Allerdings ist fraglich, ob die mit der rot-grünen Bildungspolitik unzufriedenen Bürger davon ausgehen, dass es die CDU insgesamt besser machen würde. Althusmann räumte kürzlich gegenüber der »taz« ein, dass die Einführung des verkürzten Abiturs nach zwölf Jahren, die er als Kultusminister einst befürwortet hatte, nicht optimal gelaufen sei. Rot-Grün hatte die Entscheidung in dieser Legislaturperiode rückgängig gemacht und flächendeckend wieder das Abitur nach 13 Jahren eingeführt.

In puncto Quereinsteigereinsatz, Entlastung der Pädagogen von berufsfremden Tätigkeiten sowie einer gerechten Bezahlung der Lehrkräfte an allen Schulformen sind sich die zur Landtagswahl angetretenen Parteien, von Nuancen abgesehen, zumeist einig.

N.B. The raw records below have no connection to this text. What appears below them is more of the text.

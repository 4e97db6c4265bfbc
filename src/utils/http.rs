// src/utils/http.rs

//! HTTP client utilities.

use std::time::Duration;

use scraper::Html;

use crate::error::Result;
use crate::models::FetchConfig;

/// Create a configured asynchronous HTTP client.
pub fn create_client(config: &FetchConfig) -> Result<reqwest::Client> {
    let client = reqwest::Client::builder()
        .user_agent(&config.user_agent)
        .timeout(Duration::from_secs(config.timeout_secs))
        .build()?;
    Ok(client)
}

/// Fetch a page and parse it as HTML.
///
/// Non-success status codes are reported as errors rather than parsed.
pub async fn fetch_page(client: &reqwest::Client, url: &str) -> Result<Html> {
    let text = client
        .get(url)
        .send()
        .await?
        .error_for_status()?
        .text()
        .await?;
    Ok(Html::parse_document(&text))
}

Zankapfel ist hingegen nach wie vor die Inklusion. Dabei geht es um den gemeinsamen Unterricht für Schülerinnen und Schüler mit und ohne Behinderung. SPD, Grüne und Linkspartei gehen konsequent diesen Weg. Die rot-grüne Landesregierung hat bereits damit begonnen, die Förderschulen für Lernschwache ganz abzuschaffen. Auch CDU und FDP sagen ja zur Inklusion. Sie wollen allerdings die Förderschulen erhalten. Sie unterstreichen zudem: Nicht die Politik, sondern die Eltern und die Schüler sollten entscheiden: Förderschule oder aber Inklusion, also Besuch der Regelschule.

Der Wunschkatalog der Parteien zu Schule und Bildung ist lang. Genannt seien hier nur ein paar wichtige Beispiele: Weil der Bedarf an sozialer Betreuung von Schülerinnen und Schülern gestiegen sei, will die SPD, wenn sie weiterhin die Landesregierung anführen sollte, die Schulsozialarbeit als neue Landesaufgabe langfristig ausbauen. Die CDU verspricht, an allen Schulen im Interesse einer »vertieften digitalen Bildung« ein verlässliches WLAN-Netz bereitzustellen. Schon für sehr junge Unternehmer verwendet sich die FDP. Sie möchte das Gründen von Schülerfirmen fördern, bei denen die »Betriebs- und Mitarbeiterführung« gelernt werden kann. Sitzenbleiben und erzwungenen Schulwechsel wollen die Grünen abschaffen. Durch solche »antiquierten Maßnahmen« würden die Betroffenen beschämt, kritisiert die Ökopartei. Schulbücher sollen Eltern nicht mehr finanziell belasten, fordert die LINKE. Sie will die völlige Lernmittelfreiheit.

Und die AfD wettert gegen den Ausbau des islamischen Religionsunterrichts und gegen das Thema »Sexuelle Vielfalt« auf dem Lehrplan. Zudem fordern die Rechtspopulisten ein schnelleres Vorgehen von Jugendamt und Polizei gegen Schulschwänzer.